Repository files navigation

PSQL-Streamer

Go Report Card Coverage Status Build Status

This service receives the database events from PostgreSQL using logical replication protocol and feeds them to sinks based on the configuration file settings. Also can receive the events from Kafka generated by e.g. another psql-streamer instance.

Event example

{
  "Host": "db1",
  "Database": "test",
  "Table": "test",
  "Action": "insert",
  "WALPosition": 418152976,
  "Timestamp": "2018-07-03T16:04:27.263625156+02:00",
  "Columns": {
    "a": 369223,
    "b": "a"
  }
}

Features

  • You can configure a sink to receive events from several different sources (e.g. several Kafka clusters, PostgreSQL databases)
  • Basic HTTP API
  • Custom sources/sinks can be easily added - they only need to implement a simple interface
  • Requires PostgreSQL 10+ (although initial implementation of logical replication came in 9.4 it lacks certain features to be useful)

Sources

PostgreSQL

Receive database events from PostgreSQL using logical replication protocol and transform them into a common event format.

Features

  • WAL log position persistence: the service persists each log position update it receives in a BoltDB database.

  • Configurable WAL logs retention on the PostgreSQL side. To allow us to rewind back (in case we need to replay some events) the service implements delayed confirmation of applied logs. This makes PostgreSQL retain the logs for the specified replication slot for some time. See walRetain parameter in the configuration file.

PostgreSQL configuration

  • In postgresql.conf you need to set wal_level = logical to make logical replication possible. You also may need to adjust max_wal_senders and max_replication_slots to match your requirements.
  • Create a publication in PostgreSQL like this: CREATE PUBLICATION pub1 FOR ALL TABLES. This will include in the publication all existing tables and also the ones that will be created in future. If you want only a subset of tables to be replicated - list them specifically. See PostgreSQL documentation for details.
  • Specify the publication name in the psql-streamer.conf

Kafka

Receive events which were generated by e.g. another psql-streamer instance from one or more Kafka topics. Expects messages in a JSON format conforming to a predefined structure (see Event structure below).

Features

Kafka source works in batching mode with confirmation: if all events in a batch from Kafka are ACKed by sinks then we commit the whole batch or don't commit anything. The batch elements are sent concurrently using goroutines, so it should not be made very large.
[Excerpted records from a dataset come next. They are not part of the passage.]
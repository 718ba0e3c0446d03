// ReFood Landing Page - Leptos 0.8 Edition
// Developed by The ReFood Team (c)2025

use leptos::prelude::*;
use refood_web::{App, SiteConfig, logging};

fn main() {
    console_error_panic_hook::set_once();

    let (config, config_error) = SiteConfig::load_embedded();
    logging::init(config.logging.max_level());
    if let Some(err) = config_error {
        tracing::warn!(%err, "falling back to default site config");
    }
    tracing::info!(
        breakpoint = config.layout.desktop_breakpoint,
        "mounting ReFood landing page"
    );

    leptos::mount::mount_to_body(move || view! { <App config=config.clone() /> });
}
//! Global event subscriptions owned by a mounted component.
//!
//! A [`Subscription`] wraps a listener handle and detaches it at most once,
//! whether released explicitly from `on_cleanup` or dropped.

use leptos::prelude::WindowListenerHandle;

/// A registered listener that can be removed from its target.
pub trait Detach {
    fn detach(self);
}

impl Detach for WindowListenerHandle {
    fn detach(self) {
        self.remove();
    }
}

#[derive(Debug)]
pub struct Subscription<H: Detach> {
    event: &'static str,
    handle: Option<H>,
}

impl<H: Detach> Subscription<H> {
    pub fn new(event: &'static str, handle: H) -> Self {
        tracing::trace!(event, "listener attached");
        Self {
            event,
            handle: Some(handle),
        }
    }

    /// Detach the listener. Returns `false` if it was already released.
    pub fn release(&mut self) -> bool {
        match self.handle.take() {
            Some(handle) => {
                handle.detach();
                tracing::trace!(event = self.event, "listener detached");
                true
            }
            None => false,
        }
    }
}

impl<H: Detach> Drop for Subscription<H> {
    fn drop(&mut self) {
        self.release();
    }
}
//! Configuration and constants

pub mod defaults;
If several topics are specified then they're worked on in separate goroutines which should provide more parallelism.

Sinks

Kafka

Send events into a Kafka topic based on several configurable rules like:

  • Table -> Topic mapping
  • Fallback topic messages with no mapping defined

Kafka sink handlers

Incoming events are processed by one or more handlers that generate Kafka messages. They can be used to enrich Events with additional data or encode them in different format.

Currently there's only one handler:

  • passthrough: simply marshal an event into JSON and send it to Kafka

Stub

Stub sink is a discard/noop sink that can be used for testing.

HTTP API

All requests are GET.

  • /health is a no-op that just returns 200
  • /status checks all sinks/sources statuses and outputs them. If something is not OK then it returns 500 instead of 200. Useful for monitoring.
  • /stats returns statistics from all sinks/sources
  • /debug/[on|off] toggles debugging mode for all sinks/sources
  • /metrics gives out Prometheus metrics

Configuration

See psql-streamer.toml for detailed instructions.

Download

Get RPM or DEB packages from Releases page

Build

psql-streamer is written in Go, so you need to install it first.

Then you can run make build to build a binary.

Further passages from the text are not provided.